**PROBLEM DETAILS:** Using the listing below, extract each line that has the word "Notification" in it.

**PROVIDED ENTRIES:**
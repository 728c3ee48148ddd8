//! # Uploader Errors
//!
//! アップロード処理全体で使うエラー分類

use std::path::PathBuf;

use thiserror::Error;

/// アップロード処理のエラー
///
/// どのステップで失敗したかを表す。各ステップのエラーはそのまま
/// エントリポイントまで伝播する。
#[derive(Debug, Error)]
pub enum UploaderError {
    /// 設定ファイルの読み込み・解析の失敗
    #[error("Configuration error: {0}")]
    Configuration(String),

    /// 認証情報の拒否、トークンの期限切れ・不正
    #[error("Authentication failed: {0}")]
    Authentication(String),

    /// 必要なフォルダが見つからず、作成もできない
    #[error("Could not find the {0} folder")]
    FolderNotFound(String),

    /// アップロード中の通信・API エラー
    #[error("Upload failed: {0}")]
    Upload(String),

    /// メール送信の失敗
    #[error("Notification failed: {0}")]
    Notification(String),

    /// ローカルファイル削除の失敗
    #[error("Failed to delete {}: {source}", .path.display())]
    LocalCleanup {
        path: PathBuf,
        #[source]
        source: std::io::Error,
    },
}

/// ドメイン共通の Result 型
pub type Result<T> = std::result::Result<T, UploaderError>;
//! File Video Repository Implementation
//!
//! VideoRepositoryのファイルシステム実装

use async_trait::async_trait;
use log::info;
use std::path::Path;

use crate::domain::error::{Result, UploaderError};
use crate::domain::repositories::video_repository::VideoRepository;

/// ファイルシステムベースの動画リポジトリ
pub struct FileVideoRepository;

impl FileVideoRepository {
    /// 新しいリポジトリを作成
    pub fn new() -> Self {
        Self
    }
}

impl Default for FileVideoRepository {
    fn default() -> Self {
        Self::new()
    }
}

#[async_trait]
impl VideoRepository for FileVideoRepository {
    async fn remove(&self, path: &Path) -> Result<()> {
        tokio::fs::remove_file(path)
            .await
            .map_err(|source| UploaderError::LocalCleanup {
                path: path.to_path_buf(),
                source,
            })?;

        info!("Removed {}", path.display());
        Ok(())
    }
}
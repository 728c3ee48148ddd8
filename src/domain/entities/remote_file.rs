//! # Remote Folder / File Entities
//!
//! ストレージサービス上のフォルダとファイルのビジネス表現

/// 動画アップロード時に固定で使う MIME タイプ
pub const VIDEO_MIME_TYPE: &str = "video/avi";

/// リモートフォルダ
#[derive(Debug, Clone, PartialEq, Eq)]
pub struct RemoteFolder {
    pub id: String,
    pub title: String,
}

impl RemoteFolder {
    pub fn new(id: impl Into<String>, title: impl Into<String>) -> Self {
        Self {
            id: id.into(),
            title: title.into(),
        }
    }
}

/// アップロードで作成されたリモートファイル
#[derive(Debug, Clone, PartialEq, Eq)]
pub struct RemoteFile {
    pub id: String,
    pub title: String,
    pub mime_type: Option<String>,
    /// 共有用リンク（API が返さない場合もある）
    pub alternate_link: Option<String>,
    pub parent_ids: Vec<String>,
}

/// 作成するリモートファイルのメタデータ
#[derive(Debug, Clone, PartialEq, Eq)]
pub struct NewRemoteFile {
    pub title: String,
    pub description: String,
    pub mime_type: String,
    pub parent_id: String,
}

impl NewRemoteFile {
    /// 動画ファイル用のメタデータを作成
    ///
    /// タイトルと説明はどちらもファイル名（拡張子込み）になる
    pub fn video(file_name: &str, parent: &RemoteFolder) -> Self {
        Self {
            title: file_name.to_string(),
            description: file_name.to_string(),
            mime_type: VIDEO_MIME_TYPE.to_string(),
            parent_id: parent.id.clone(),
        }
    }
}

**SOLVED EXERCISE:**
    #[error("Notification failed: {0}")]
    Notification(String),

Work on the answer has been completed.